I don't fight, I run away
I'm always interested in the psychology underlying politics. I think Wagner does a really good job of this and it has a lot of explanatory power to me.

It has none to me. What he's pushing as "lack of empathy" can be explained far more succinctly and accurately as siege mentality. We've been under attack from everywhere this whole time; closing ranks is just a natural response to that. And what he clearly regards as his objectivity is just more worthless commentary from another complacent privileged arsehole.
 

DannyL

Wild Horses
It has none to me. What he's pushing as "lack of empathy" can be explained far more succinctly and accurately as siege mentality.

I did actually think that was the part missing from his analysis - being under that kinda sustained attack. But a lot of the responses seems acutely described to me. I do think some part of the feedback mechanism broke down or was shut down. But YMMV.
 

baboon2004

Darned cockwombles.
Alan Johnson's line about the working class always having disappointed people like Lansman was painful to watch.

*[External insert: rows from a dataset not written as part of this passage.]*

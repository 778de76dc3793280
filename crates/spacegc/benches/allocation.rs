//! Benchmark: allocation throughput and collection pauses per collector
//! family.

use criterion::{criterion_group, criterion_main, BenchmarkId, Criterion};
use spacegc::{CollectorType, GcType, GcCause, Heap, HeapConfig, SlotModel, StandaloneRuntime};
use std::hint::black_box;
use std::sync::Arc;

const MB: usize = 1024 * 1024;

fn make_heap(collector_type: CollectorType) -> (Arc<Heap>, Arc<StandaloneRuntime>) {
    let runtime = Arc::new(StandaloneRuntime::new());
    let config = HeapConfig {
        collector_type,
        image_space_capacity: 0,
        enable_task_daemon: false,
        ..HeapConfig::with_capacity(64 * MB)
    };
    let heap = Heap::new(config, Arc::new(SlotModel), runtime.clone()).unwrap();
    (heap, runtime)
}

const FAMILIES: [CollectorType; 2] = [CollectorType::SemiSpace, CollectorType::MarkSweep];

fn bench_small_allocations(c: &mut Criterion) {
    let mut group = c.benchmark_group("allocate_1000_small");
    for family in FAMILIES {
        let (heap, _runtime) = make_heap(family);
        let class = SlotModel::class(1, 2);
        let size = SlotModel::object_size(1, 2);
        group.bench_with_input(BenchmarkId::from_parameter(format!("{family:?}")), &family, |b, _| {
            b.iter(|| {
                for _ in 0..1000 {
                    black_box(heap.allocate(class, size).unwrap());
                }
            });
        });
    }
    group.finish();
}

fn bench_full_pause(c: &mut Criterion) {
    let mut group = c.benchmark_group("full_collection_10000_live");
    for family in FAMILIES {
        let (heap, runtime) = make_heap(family);
        let head = runtime.root(heap.allocate(SlotModel::class(1, 1), SlotModel::object_size(1, 1)).unwrap());
        let tail = runtime.root(head.get().unwrap());
        for _ in 0..10_000 {
            let node = heap.allocate(SlotModel::class(1, 1), SlotModel::object_size(1, 1)).unwrap();
            heap.write_reference(tail.get().unwrap(), SlotModel::reference_offset(0), Some(node));
            tail.set(node);
        }
        group.bench_with_input(BenchmarkId::from_parameter(format!("{family:?}")), &family, |b, _| {
            b.iter(|| black_box(heap.collect(GcType::Full, GcCause::Explicit, false)));
        });
    }
    group.finish();
}

fn bench_sticky_pause(c: &mut Criterion) {
    let mut group = c.benchmark_group("sticky_collection_1000_new");
    for family in FAMILIES {
        let (heap, _runtime) = make_heap(family);
        heap.collect_garbage(false);
        group.bench_with_input(BenchmarkId::from_parameter(format!("{family:?}")), &family, |b, _| {
            b.iter(|| {
                for _ in 0..1000 {
                    black_box(heap.allocate(SlotModel::class(0, 4), SlotModel::object_size(0, 4)).unwrap());
                }
                heap.collect(GcType::Sticky, GcCause::Explicit, false)
            });
        });
    }
    group.finish();
}

criterion_group!(benches, bench_small_allocations, bench_full_pause, bench_sticky_pause);
criterion_main!(benches);
//! Anonymous memory reservations for managed heaps.
//!
//! A [`MemMap`] owns one read/write anonymous mapping. Heaps carve their
//! spaces out of a single reservation and hand unused pages back to the OS
//! with [`MemMap::release`]; released pages read as zero when touched again.

use std::io;

#[cfg(unix)]
mod unix;
#[cfg(unix)]
use unix as os;

#[cfg(windows)]
mod windows;
#[cfg(windows)]
use windows as os;

pub use os::page_size;

/// Returns the system allocation granularity.
///
/// On Windows, this is typically 64KB. On Unix, this is the page size.
#[must_use]
pub fn allocation_granularity() -> usize {
    #[cfg(windows)]
    {
        os::allocation_granularity()
    }
    #[cfg(unix)]
    {
        os::page_size()
    }
}

/// Rounds `value` up to the next page boundary.
///
/// # Panics
///
/// Panics if the rounded value does not fit in `usize`. Use
/// [`checked_page_round_up`] for untrusted sizes.
#[must_use]
pub fn page_round_up(value: usize) -> usize {
    checked_page_round_up(value).unwrap_or_else(|| panic!("{value:#x} overflows when rounded to a page"))
}

/// Rounds `value` up to the next page boundary, or `None` on overflow.
#[must_use]
pub fn checked_page_round_up(value: usize) -> Option<usize> {
    let page = page_size();
    Some(value.checked_add(page - 1)? & !(page - 1))
}

/// Rounds `value` down to a page boundary.
#[must_use]
pub fn page_round_down(value: usize) -> usize {
    value & !(page_size() - 1)
}

/// An owned anonymous mapping.
///
/// The region is unmapped when the handle is dropped.
pub struct MemMap {
    name: String,
    inner: os::MapInner,
}

impl MemMap {
    /// Name given at creation, used in diagnostics.
    #[must_use]
    pub fn name(&self) -> &str {
        &self.name
    }

    /// First byte of the mapping.
    #[must_use]
    pub fn begin(&self) -> usize {
        self.inner.ptr() as usize
    }

    /// One past the last byte of the mapping.
    #[must_use]
    pub fn end(&self) -> usize {
        self.begin() + self.len()
    }

    /// Returns a raw pointer to the start of the mapping.
    #[must_use]
    pub fn as_ptr(&self) -> *mut u8 {
        self.inner.ptr()
    }

    /// Length of the mapping in bytes.
    #[must_use]
    pub fn len(&self) -> usize {
        self.inner.len()
    }

    /// Returns `true` if the mapping is empty.
    #[must_use]
    pub fn is_empty(&self) -> bool {
        self.len() == 0
    }

    /// Returns `true` if `addr` lies inside the mapping.
    #[must_use]
    pub fn contains(&self, addr: usize) -> bool {
        addr >= self.begin() && addr < self.end()
    }

    /// Returns the pages fully covered by `[begin, end)` to the OS.
    ///
    /// The range is shrunk inward to page boundaries; a range covering no
    /// whole page is a no-op. Returns the number of bytes released.
    ///
    /// # Errors
    ///
    /// Returns the OS error if the pages could not be released.
    ///
    /// # Panics
    ///
    /// Panics if the range is not inside the mapping.
    pub fn release(&self, begin: usize, end: usize) -> io::Result<usize> {
        assert!(
            begin >= self.begin() && end <= self.end() && begin <= end,
            "release range {begin:#x}..{end:#x} outside {} ({:#x}..{:#x})",
            self.name,
            self.begin(),
            self.end()
        );
        let first = page_round_up(begin);
        let last = page_round_down(end);
        if first >= last {
            return Ok(0);
        }
        // SAFETY: the range is page aligned and inside our mapping.
        unsafe { self.inner.release(first, last - first)? };
        Ok(last - first)
    }

    /// Zeroes `[begin, end)`, releasing whole pages and writing the edges.
    ///
    /// # Errors
    ///
    /// Returns the OS error if the inner pages could not be released.
    ///
    /// # Panics
    ///
    /// Panics if the range is not inside the mapping.
    pub fn zero(&self, begin: usize, end: usize) -> io::Result<()> {
        assert!(begin >= self.begin() && end <= self.end() && begin <= end);
        let first = page_round_up(begin).min(end);
        let last = page_round_down(end).max(first);
        // SAFETY: both edge ranges are inside our read/write mapping.
        unsafe {
            std::ptr::write_bytes(begin as *mut u8, 0, first - begin);
            std::ptr::write_bytes(last as *mut u8, 0, end - last);
        }
        if first < last {
            // SAFETY: page aligned and inside our mapping.
            unsafe { self.inner.release(first, last - first)? };
        }
        Ok(())
    }
}

impl std::fmt::Debug for MemMap {
    fn fmt(&self, f: &mut std::fmt::Formatter<'_>) -> std::fmt::Result {
        f.debug_struct("MemMap")
            .field("name", &self.name)
            .field("begin", &format_args!("{:#x}", self.begin()))
            .field("len", &self.len())
            .finish()
    }
}

// SAFETY: the mapping is plain memory owned by this handle.
unsafe impl Send for MemMap {}
// SAFETY: all mutation through the handle goes through OS calls.
unsafe impl Sync for MemMap {}

/// Builder for an anonymous mapping.
#[derive(Debug, Clone)]
pub struct MemMapOptions {
    name: String,
    len: usize,
    populate: bool,
    no_reserve: bool,
}

impl MemMapOptions {
    /// Creates options for a mapping called `name`. A length must be set.
    #[must_use]
    pub fn new(name: impl Into<String>) -> Self {
        Self {
            name: name.into(),
            len: 0,
            populate: false,
            no_reserve: true,
        }
    }

    /// Sets the length of the mapping; it is rounded up to whole pages.
    #[must_use]
    pub const fn len(mut self, len: usize) -> Self {
        self.len = len;
        self
    }

    /// Prefault the page tables (`MAP_POPULATE` on Linux).
    #[must_use]
    pub const fn populate(mut self, populate: bool) -> Self {
        self.populate = populate;
        self
    }

    /// Skip swap reservation (`MAP_NORESERVE`). On by default.
    #[must_use]
    pub const fn no_reserve(mut self, no_reserve: bool) -> Self {
        self.no_reserve = no_reserve;
        self
    }

    /// Creates the anonymous read/write mapping.
    ///
    /// # Errors
    ///
    /// Returns `InvalidInput` for a zero length, or the OS error if the
    /// mapping could not be created.
    pub fn map_anonymous(&self) -> io::Result<MemMap> {
        if self.len == 0 {
            return Err(io::Error::new(
                io::ErrorKind::InvalidInput,
                "length must be greater than 0",
            ));
        }
        let len = checked_page_round_up(self.len)
            .ok_or_else(|| io::Error::new(io::ErrorKind::InvalidInput, "mapping length overflows"))?;
        // SAFETY: a fresh anonymous mapping aliases no existing memory.
        let inner = unsafe { os::MapInner::map_anon(len, self.populate, self.no_reserve)? };
        Ok(MemMap {
            name: self.name.clone(),
            inner,
        })
    }
}
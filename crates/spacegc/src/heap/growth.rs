//! Heap sizing after a collection.
//!
//! A non-sticky collection sets the target footprint so that live bytes
//! make up roughly the target utilization of the heap, within
//! `[min_free, max_free]` of headroom. A sticky collection keeps the target
//! (or shrinks it when far too much is free) and decides whether the next
//! collection may be sticky again.

use crate::collector::GcType;

/// Smallest allocation window left before a concurrent collection starts.
pub(crate) const MIN_CONCURRENT_REMAINING_BYTES: usize = 128 * 1024;
/// Largest allocation window left before a concurrent collection starts.
pub(crate) const MAX_CONCURRENT_REMAINING_BYTES: usize = 512 * 1024;

/// Tunables the policy reads; owned by the heap and adjustable at runtime.
#[derive(Debug, Clone, Copy)]
pub(crate) struct GrowthPolicy {
    pub target_utilization: f64,
    pub min_free: usize,
    pub max_free: usize,
    pub foreground_multiplier: f64,
    pub sticky_throughput_adjustment: f64,
    pub min_concurrent_remaining: usize,
    pub max_concurrent_remaining: usize,
}

/// What the heap knows right after a collection.
#[derive(Debug, Clone, Copy)]
pub(crate) struct GrowthInput {
    pub gc_type: GcType,
    pub bytes_allocated: usize,
    pub bytes_allocated_before_gc: usize,
    pub freed_bytes: usize,
    pub target_footprint: usize,
    pub growth_limit: usize,
    pub concurrent_start_bytes: usize,
    pub concurrent: bool,
    /// Whether pauses are noticeable, which scales growth up.
    pub jank_perceptible: bool,
    pub throughput: f64,
    pub non_sticky_type: GcType,
    pub non_sticky_mean_throughput: f64,
    pub non_sticky_iterations: usize,
}

/// The new sizing.
#[derive(Debug, Clone, Copy, PartialEq)]
pub(crate) struct GrowthDecision {
    pub target_footprint: usize,
    pub concurrent_start_bytes: usize,
    pub next_gc_type: GcType,
    /// Footprint to grow to when the process becomes perceptible again.
    pub min_foreground_target_footprint: Option<usize>,
}

impl GrowthPolicy {
    /// Growth multiplier for the current process state.
    pub fn multiplier(&self, jank_perceptible: bool) -> f64 {
        if jank_perceptible {
            self.foreground_multiplier
        } else {
            1.0
        }
    }

    #[allow(clippy::cast_precision_loss, clippy::cast_possible_truncation, clippy::cast_sign_loss)]
    pub fn grow_for_utilization(&self, input: &GrowthInput) -> GrowthDecision {
        let bytes = input.bytes_allocated;
        let multiplier = self.multiplier(input.jank_perceptible);
        let adjusted_min_free = (self.min_free as f64 * multiplier) as usize;
        let adjusted_max_free = (self.max_free as f64 * multiplier) as usize;
        let mut min_foreground_target_footprint = None;

        let (target, next_gc_type) = if input.gc_type == GcType::Sticky {
            let keep_sticky = input.throughput * self.sticky_throughput_adjustment
                >= input.non_sticky_mean_throughput
                && input.non_sticky_iterations > 0
                && bytes
                    <= if input.concurrent {
                        input.concurrent_start_bytes
                    } else {
                        input.target_footprint
                    };
            let next = if keep_sticky {
                GcType::Sticky
            } else {
                input.non_sticky_type
            };
            let target = if bytes + adjusted_max_free < input.target_footprint {
                bytes + adjusted_max_free
            } else {
                bytes.max(input.target_footprint)
            };
            (target, next)
        } else {
            let delta = (bytes as f64 * (1.0 / self.target_utilization - 1.0)) as usize;
            let grow_bytes = ((delta as f64 * multiplier) as usize).clamp(adjusted_min_free, adjusted_max_free);
            if multiplier <= 1.0 && grow_bytes > 0 {
                let foreground = (grow_bytes as f64 * self.foreground_multiplier) as usize;
                min_foreground_target_footprint = Some((bytes + foreground).min(input.growth_limit));
            }
            (bytes + grow_bytes, GcType::Sticky)
        };

        let target_footprint = target.min(input.growth_limit).max(bytes);
        let concurrent_start_bytes = if input.concurrent {
            self.concurrent_start(input, target_footprint)
        } else {
            usize::MAX
        };
        GrowthDecision {
            target_footprint,
            concurrent_start_bytes,
            next_gc_type,
            min_foreground_target_footprint,
        }
    }

    /// Starts the next concurrent collection early enough that it finishes
    /// before the footprint is reached, assuming mutators keep allocating
    /// at the rate they did during this collection.
    fn concurrent_start(&self, input: &GrowthInput, target_footprint: usize) -> usize {
        let bytes_allocated_during_gc =
            (input.bytes_allocated + input.freed_bytes).saturating_sub(input.bytes_allocated_before_gc);
        let mut remaining =
            bytes_allocated_during_gc.clamp(self.min_concurrent_remaining, self.max_concurrent_remaining);
        if remaining > target_footprint {
            remaining = self.min_concurrent_remaining.min(target_footprint);
        }
        (target_footprint - remaining).max(input.bytes_allocated)
    }

    /// Start threshold used before any collection has run, or after the
    /// growth limit is cleared.
    pub fn default_concurrent_start(&self, concurrent: bool, target_footprint: usize) -> usize {
        if concurrent {
            target_footprint.saturating_sub(self.min_concurrent_remaining)
        } else {
            usize::MAX
        }
    }
}
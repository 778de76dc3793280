//! Remembered sets for spaces outside the semi-space pair.
//!
//! A remembered set belongs to one non-moving or large-object space and
//! records which of its cards hold references into the bump-pointer space.
//! A from-space-only collection uses it as an extra root set instead of
//! scanning the whole owning space.

use crate::accounting::bitmap::SpaceBitmap;
use crate::accounting::card_table::CardTable;
use crate::accounting::CardCache;
use crate::address::ObjectRef;

/// Cards of one space that reference the moving space.
pub struct RememberedSet {
    name: String,
    cache: CardCache,
}

impl RememberedSet {
    /// Creates an empty set for the space spanning `[begin, end)`.
    #[must_use]
    pub fn new(name: impl Into<String>, begin: usize, end: usize) -> Self {
        Self {
            name: name.into(),
            cache: CardCache::new(begin, end),
        }
    }

    /// Name of the owning space.
    #[must_use]
    pub fn name(&self) -> &str {
        &self.name
    }

    /// Moves the space's dirty cards into the set and ages them in the card
    /// table. Returns the number of newly remembered cards.
    pub fn clear_cards(&self, card_table: &CardTable) -> usize {
        self.cache.absorb_dirty_cards(card_table)
    }

    /// Visits every live object on a remembered card. `visit` updates the
    /// object's references and returns `true` if it still references the
    /// target space; cards with no such object are dropped.
    pub fn update_and_mark(&self, live: &SpaceBitmap, visit: impl FnMut(ObjectRef) -> bool) -> usize {
        self.cache.update(live, visit)
    }

    /// Returns `true` if the card holding `addr` is remembered.
    #[must_use]
    pub fn contains_card(&self, addr: usize) -> bool {
        self.cache.contains(addr)
    }

    /// Number of remembered cards.
    #[must_use]
    pub fn len(&self) -> usize {
        self.cache.len()
    }

    /// Returns `true` if no card is remembered.
    #[must_use]
    pub fn is_empty(&self) -> bool {
        self.len() == 0
    }

    /// # Panics
    ///
    /// Panics if a remembered card lies outside the owning space.
    pub fn assert_all_dirty_cards_within_space(&self) {
        assert!(
            self.cache.all_within(),
            "remembered set {} holds a card outside its space",
            self.name
        );
    }
}

impl std::fmt::Debug for RememberedSet {
    fn fmt(&self, f: &mut std::fmt::Formatter<'_>) -> std::fmt::Result {
        f.debug_struct("RememberedSet")
            .field("name", &self.name)
            .field("cards", &self.len())
            .finish()
    }
}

Alan Johnson demonstrating why it is actually Momentum who are the divisive ideological puritans by publicly attacking his own party, and in the process illustrating how not to alienate people. "Go back to yer stoodent politics and your left wing..." Sorry? What an Alan.

Two important points that seem to not be mentioned much at all:

(i) There were 410 'Leave' seats in the election, versus 240 'Remain' seats, from memory. Strange that this is so infrequently mentioned, given that it is possibly the single most important statistic of all. If Labour had won every single Tory Remain seat (71 I think?), they would still not have won. Johnson simply had more opportunities to overturn Labour in 'Brexit marginals' than vice versa, even if Labour had come out strongly as the Remain Party. Even when probably (are there any stats?) division of votes between Leave voters and Remain voters must be around 50-50 still.
And under a PR system (obvs doesn't make sense when including the SNP but still, gives a strong indication), the result would have been: Tories 283, Labour 209 Lib Dems 75, delivering a crushing Tory victory of -1 against the other two major parties.

(ii) Has any UK election ever been won without the support of the Sun and the Mail? Don't think so, but if someone has the info...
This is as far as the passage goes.